By Patrick Poole
The Fiqh Council of North America unveiled a new fatwa against terrorism last Friday at an event held at the National Press Club, though this fatwa is nearly identical to the one they issued in July 2005. But the most notable addition to the present document is its forbidding any association with “any group of individual in any act of terrorism or violence” – a proscription that members of the Fiqh Council flagrantly violate on regular a basis.
As I reported back in September, two of the fifteen members of the Fiqh Council, Salah Sultan and Jamal Badawi, not only attended a conference in July in Doha, Qatar honoring Yousef Al-Qaradawi, who has been listed as a Specially Designated Global Terrorist by the US government since 1999, but both were noted by Qaradawi as honored guests at the event. Salah Sultan delivered a tearful speech praising his mentor, as well as a paper expounding on Qaradawi’s intellectual contributions, both of which have been published on Qaradawi’s personal website. The Fiqh Council’s former chairman, Taha Jaber Al-awani, was also present at the Qaradawi conference and was included in the list of honored guests roasting the terrorist leader. Al-Awani was listed as an unindicted co-conspirator in the Sami Al-Arian terrorism trial
One prominent speaker at the event was Khaled Mash’al, the political director of the terrorist group HAMAS and another Specially Designated Global Terrorist identified by the US government. The video of Mash’al’s speech, where he praised Qaradawi for his fatwa endorsing suicide bombings, has been translated and transcribed by MEMRI. In that video of Mash’al’s speech, Salah Sultan can be seen sitting on the speakers’ dais just feet away from the two terrorist leaders. The Islamonline website also features a picture of Qaradawi and Sultan sharing a private moment during the conference.
Back in May, I reported here at FrontPage that Sultan had been a speaker at a pro-HAMAS rally in Istanbul in July 2006, where he spoke with HAMAS head Ismail Haniyeh. And during the recent Holy Land Foundation terrorism financing trial, a 1992 phonebook entered as evidence listed Jamal Badawi as one of the executive board members for the Muslim Brotherhood in North America. The Muslim Brotherhood is the ideological progenitor of the modern Islamic terrorism movement.
While several other Fiqh Council members have been tied to terrorism, the activities of one member, Muhammad Al-Hanooti, deserves special attention. Hanooti was listed by US Attorney Mary Jo White as an unindicted co-conspirator in the 1993 World Trade Center bombing, due in no small measure to his open association with “blind sheikh” Omar Abdel Rahman, who is serving a life term in federal prison for his terrorist activities and was a regular fixture at Hanooti’s then-New Jersey mosque. The rental agreement for the van used in the 1993 bombing bore the address of Hanooti’s mosque.

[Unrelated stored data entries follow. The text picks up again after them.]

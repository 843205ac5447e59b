use ratatui::{
    layout::{Alignment, Constraint, Direction, Layout, Margin, Rect},
    style::{Color, Modifier, Style},
    text::Line,
    widgets::{
        Block, Borders, Clear, Paragraph, Scrollbar, ScrollbarOrientation, ScrollbarState, Wrap,
    },
    Frame,
};

/// 标准三段式布局：Header(3) + Content(弹性) + Footer(3)
pub fn main_layout(area: Rect) -> Vec<Rect> {
    Layout::default()
        .direction(Direction::Vertical)
        .constraints([
            Constraint::Length(3),
            Constraint::Min(0),
            Constraint::Length(3),
        ])
        .split(area)
        .to_vec()
}

/// 渲染通用 header
pub fn render_header(f: &mut Frame, title: &str, area: Rect) {
    let header = Paragraph::new(title)
        .style(Style::default().fg(Color::Cyan).add_modifier(Modifier::BOLD))
        .block(Block::default().borders(Borders::ALL))
        .alignment(Alignment::Center);
    f.render_widget(header, area);
}

/// 渲染通用 footer
pub fn render_footer(f: &mut Frame, text: &str, area: Rect) {
    let footer = Paragraph::new(format!(" {}", text))
        .style(Style::default().fg(Color::Green))
        .block(Block::default().borders(Borders::ALL))
        .alignment(Alignment::Left);
    f.render_widget(footer, area);
}

/// 渲染带滚动条的内容区域
pub fn render_scrollable_content(
    f: &mut Frame,
    title: &str,
    lines: &[String],
    scroll_offset: usize,
    area: Rect,
) {
    let block = Block::default()
        .title(format!(" {} ", title))
        .borders(Borders::ALL)
        .border_style(Style::default().fg(Color::Yellow));

    let inner = block.inner(area);
    f.render_widget(block, area);

    // 内部水平边距
    let padded = inner.inner(Margin {
        horizontal: 1,
        vertical: 0,
    });

    let total_lines = lines.len();
    let visible_height = padded.height as usize;
    let max_scroll = total_lines.saturating_sub(visible_height);
    let actual_scroll = scroll_offset.min(max_scroll);

    let visible_content: Vec<Line> = lines
        .iter()
        .skip(actual_scroll)
        .take(visible_height)
        .map(|line| Line::from(line.clone()))
        .collect();

    let paragraph = Paragraph::new(visible_content)
        .wrap(Wrap { trim: false });

    f.render_widget(paragraph, padded);

    // 滚动条
    if total_lines > visible_height {
        let scrollbar = Scrollbar::new(ScrollbarOrientation::VerticalRight)
            .begin_symbol(Some("↑"))
            .end_symbol(Some("↓"));

        let mut scrollbar_state = ScrollbarState::new(total_lines).position(actual_scroll);

        f.render_stateful_widget(
            scrollbar,
            area.inner(Margin {
                horizontal: 0,
                vertical: 1,
            }),
            &mut scrollbar_state,
        );
    }
}

/// 居中弹窗区域（按百分比）
pub fn centered_rect(percent_x: u16, percent_y: u16, area: Rect) -> Rect {
    let vertical = Layout::default()
        .direction(Direction::Vertical)
        .constraints([
            Constraint::Percentage((100 - percent_y) / 2),
            Constraint::Percentage(percent_y),
            Constraint::Percentage((100 - percent_y) / 2),
        ])
        .split(area);
    Layout::default()
        .direction(Direction::Horizontal)
        .constraints([
            Constraint::Percentage((100 - percent_x) / 2),
            Constraint::Percentage(percent_x),
            Constraint::Percentage((100 - percent_x) / 2),
        ])
        .split(vertical[1])[1]
}

/// 覆盖在当前界面之上的消息弹窗
pub fn render_popup(f: &mut Frame, title: &str, text: &str, hint: &str, color: Color) {
    let area = centered_rect(70, 50, f.area());
    f.render_widget(Clear, area);

    let block = Block::default()
        .title(format!(" {} ", title))
        .title_bottom(Line::from(format!(" {} ", hint)).alignment(Alignment::Right))
        .borders(Borders::ALL)
        .border_style(Style::default().fg(color));

    let paragraph = Paragraph::new(text.to_string())
        .block(block)
        .wrap(Wrap { trim: false });
    f.render_widget(paragraph, area);
}

/// 列表为空时的提示文字
pub fn render_placeholder(f: &mut Frame, text: &str, area: Rect) {
    let hint = Paragraph::new(format!("  {}", text)).style(Style::default().fg(Color::DarkGray));
    f.render_widget(hint, area);
}
mod backup;
mod config;
mod package_manager;
mod tui;

use anyhow::Result;

#[tokio::main]
async fn main() -> Result<()> {
    env_logger::init();

    // 加载配置（不存在时使用默认值）
    let config = config::Config::load_or_default()?;
    log::info!(
        "使用 {} (软件源: {})，备份目录 {}",
        config.winget_path,
        config.source,
        config.backup_dir.display()
    );

    tui::run(config).await?;

    Ok(())
}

One classified 2001 FBI memo by the agency’s counterterrorism director identifies Hanooti as a major operative for HAMAS, as reported in an extensive 2002 investigative article by the Albany Times-Union. That same report states that he raised $6 million for HAMAS in 1993 alone, and that year Hanooti was one of the attendees at the infamous Philadelphia HAMAS meeting where he served as a representative for the terror organization. And just weeks after 9/11, Hanooti penned an editorial published by the Times Union saying, “Yesterday's freedom fighters are today's terrorists and vice versa”.
Apart from the glaringly obvious duplicity of the Fiqh Council’s new terror fatwa by having its members openly associating with known terrorists, the fatwa itself suffers from the same defects as the previous version – it fails to define terrorism, doesn’t identify or condemn any actual terrorists, and doesn’t address the jihadist ideology that breeds Islamic terrorism. Steve Emerson of The Investigative Project had rightly called the previous version a “bogus fatwa” for these same reasons.
That the Fiqh Council of North America has added association with terrorists to the prohibitions of its “Terror Fatwa 2.0”, while its members continue to openly associate with designated terrorists, demonstrates the Fiqh Council’s flagrant hypocrisy when it comes to confronting Islamic terrorism. No one should be fooled that the Fiqh Council is actually serious about reforming its terror-loving ways.